Covid-19: rain of criticism on the management of the British government
The truce is over. It will have lasted less than a fortnight. Hospitalization then the transfer to intensive care of Boris Johnson on April 6 had somewhat dried up press and political criticism of the management of the Covid-19 crisis by the British government. As the overall toll of the pandemic continued to worsen, the United Kingdom remained suspended from the development of its Prime Minister’s health. Boris Johnson, tested positive with coronavirus on March 26, went out of business. He spent three days in intensive care where he was never intubated. He is now recuperating in the Checkers ‘mansion, the Prime Ministers’ country residence north-west of London, where he is resting alongside his partner, Carrie Symonds, pregnant with the couple’s first child.

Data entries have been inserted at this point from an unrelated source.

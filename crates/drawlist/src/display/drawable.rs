//! Arena-allocated drawable proxies
//!
//! A drawable is a recording-time proxy placed in the display-list arena. The
//! two kinds the container knows how to visit are [`SubListDrawable`] ("draw
//! this child node here, with this transform") and [`ExternalDrawable`]
//! ("invoke this opaque external render hook here"). Both carry staged state
//! written by the recording side and a committed copy published during the
//! sync pass for the render side to read.

use crate::foundation::math::Mat3;
use crate::scene::NodeId;
use std::fmt;

/// A recording-time proxy stored in the display-list arena
///
/// `sync` is invoked exactly once per frame during the content-sync pass and
/// must push any staged state into its committed form; the default is a
/// no-op for drawables with no staged state.
pub trait Drawable: fmt::Debug {
    /// Push staged state into the committed snapshot
    fn sync(&mut self) {}

    /// Downcast hook used when visiting the sub-list registry
    fn as_sub_list(&self) -> Option<&SubListDrawable> {
        None
    }

    /// Mutable downcast hook used when visiting the sub-list registry
    fn as_sub_list_mut(&mut self) -> Option<&mut SubListDrawable> {
        None
    }

    /// Mutable downcast hook used when visiting the external-draw registry
    fn as_external_mut(&mut self) -> Option<&mut ExternalDrawable> {
        None
    }
}

/// Proxy recording "draw child node here, with this transform"
///
/// Holds a non-owning back-reference to the child scene-graph node; the
/// scene graph owns node lifetimes. The draw transform is double-buffered:
/// the recording side stages it, `sync` publishes it.
#[derive(Debug)]
pub struct SubListDrawable {
    node: NodeId,
    staged_transform: Mat3,
    committed_transform: Mat3,
}

impl SubListDrawable {
    /// Create a proxy for a child node with its draw transform
    pub fn new(node: NodeId, transform: Mat3) -> Self {
        Self {
            node,
            staged_transform: transform,
            committed_transform: transform,
        }
    }

    /// The child node this proxy draws
    pub fn node(&self) -> NodeId {
        self.node
    }

    /// Stage a new draw transform for the next sync
    pub fn set_transform(&mut self, transform: Mat3) {
        self.staged_transform = transform;
    }

    /// The committed transform, safe for the render side to read
    pub fn transform(&self) -> &Mat3 {
        &self.committed_transform
    }
}

impl Drawable for SubListDrawable {
    fn sync(&mut self) {
        self.committed_transform = self.staged_transform;
    }

    fn as_sub_list(&self) -> Option<&SubListDrawable> {
        Some(self)
    }

    fn as_sub_list_mut(&mut self) -> Option<&mut SubListDrawable> {
        Some(self)
    }
}

/// An opaque external render hook interleaved into the command stream
///
/// Implemented by platform views, legacy GPU draw hooks, and similar
/// content the display list cannot record itself. The container only ever
/// drives the two lifecycle notifications; execution of the hook belongs to
/// the playback side.
pub trait ExternalFunctor {
    /// Capture the hook's current frame state for concurrent playback
    fn sync_frame_state(&mut self);

    /// The prepare pass determined whether this hook must render into a layer
    fn layer_requirement_changed(&mut self, _needs_layer: bool) {}
}

/// Proxy recording "invoke this external render hook here"
pub struct ExternalDrawable {
    functor: Box<dyn ExternalFunctor>,
    needs_layer: bool,
}

impl ExternalDrawable {
    /// Wrap an external render hook for recording
    pub fn new(functor: Box<dyn ExternalFunctor>) -> Self {
        Self {
            functor,
            needs_layer: false,
        }
    }

    /// Whether the prepare pass asked this hook to render into a layer
    pub fn needs_layer(&self) -> bool {
        self.needs_layer
    }

    /// Update the layer requirement, notifying the hook on change
    pub fn set_needs_layer(&mut self, needs_layer: bool) {
        if self.needs_layer != needs_layer {
            self.needs_layer = needs_layer;
            self.functor.layer_requirement_changed(needs_layer);
        }
    }
}

impl fmt::Debug for ExternalDrawable {
    fn fmt(&self, f: &mut fmt::Formatter<'_>) -> fmt::Result {
        f.debug_struct("ExternalDrawable")
            .field("needs_layer", &self.needs_layer)
            .finish_non_exhaustive()
    }
}

impl Drawable for ExternalDrawable {
    fn sync(&mut self) {
        self.functor.sync_frame_state();
    }

    fn as_external_mut(&mut self) -> Option<&mut ExternalDrawable> {
        Some(self)
    }
}

#[cfg(test)]
mod tests {
    use super::*;
    use crate::scene::{NodeRegistry, RenderNode};
    use std::cell::Cell;
    use std::rc::Rc;

    #[test]
    fn test_sub_list_transform_double_buffered() {
        let mut nodes = NodeRegistry::new();
        let node = nodes.insert(RenderNode::new());

        let mut drawable = SubListDrawable::new(node, Mat3::identity());
        let moved = Mat3::new_translation(&crate::foundation::math::Vec2::new(4.0, 2.0));
        drawable.set_transform(moved);

        // Staged only; the committed copy is untouched until sync.
        assert_eq!(*drawable.transform(), Mat3::identity());

        drawable.sync();
        assert_eq!(*drawable.transform(), moved);
    }

    #[derive(Debug)]
    struct CountingFunctor {
        syncs: Rc<Cell<u32>>,
        layer_changes: Rc<Cell<u32>>,
    }

    impl ExternalFunctor for CountingFunctor {
        fn sync_frame_state(&mut self) {
            self.syncs.set(self.syncs.get() + 1);
        }

        fn layer_requirement_changed(&mut self, _needs_layer: bool) {
            self.layer_changes.set(self.layer_changes.get() + 1);
        }
    }

    #[test]
    fn test_external_layer_notification_on_change_only() {
        let syncs = Rc::new(Cell::new(0));
        let layer_changes = Rc::new(Cell::new(0));
        let mut drawable = ExternalDrawable::new(Box::new(CountingFunctor {
            syncs: syncs.clone(),
            layer_changes: layer_changes.clone(),
        }));

        drawable.set_needs_layer(false);
        assert_eq!(layer_changes.get(), 0);

        drawable.set_needs_layer(true);
        drawable.set_needs_layer(true);
        assert_eq!(layer_changes.get(), 1);
        assert!(drawable.needs_layer());

        drawable.sync();
        assert_eq!(syncs.get(), 1);
    }
}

The date of his return to business is not yet known, but criticism of his government and himself in particular, long before he became ill, is growing. A very long article from Sunday Times, released this Sunday, has placed the government on the defensive. All day long, Conservative ministers and MPs have tried to put out the fire. Without much success.
Obsession with Brexit
The newspaper lists a number of impressive failures since the start of the epidemic. He highlights the government’s very clear refusal to take it seriously and a crucial lack of preparation linked to the last ten years of austerity but also to attention – an obsession – focused exclusively on … Brexit and its realization January 31. Absent or deficient tests, protective equipment for missing health workers, shortage of respirators, the article describes a series of dizzying failings, partly linked to a “Confident, almost nonchalant attitude” posted at the end of January and “For more than a month thereafter”.
Read also :The NHS revered but sick of austerity
The last simulation of a pandemic in the country dates from 2016, reveals the Sunday Times. At the time, she warned of a collapse of the health service and a critical lack of safety equipment and respirators. The recommendations to address these shortcomings have “never been applied “, notably, notes a source in the newspaper, “because preparations for a Brexit without agreement have taken precedence over those for a pandemic.”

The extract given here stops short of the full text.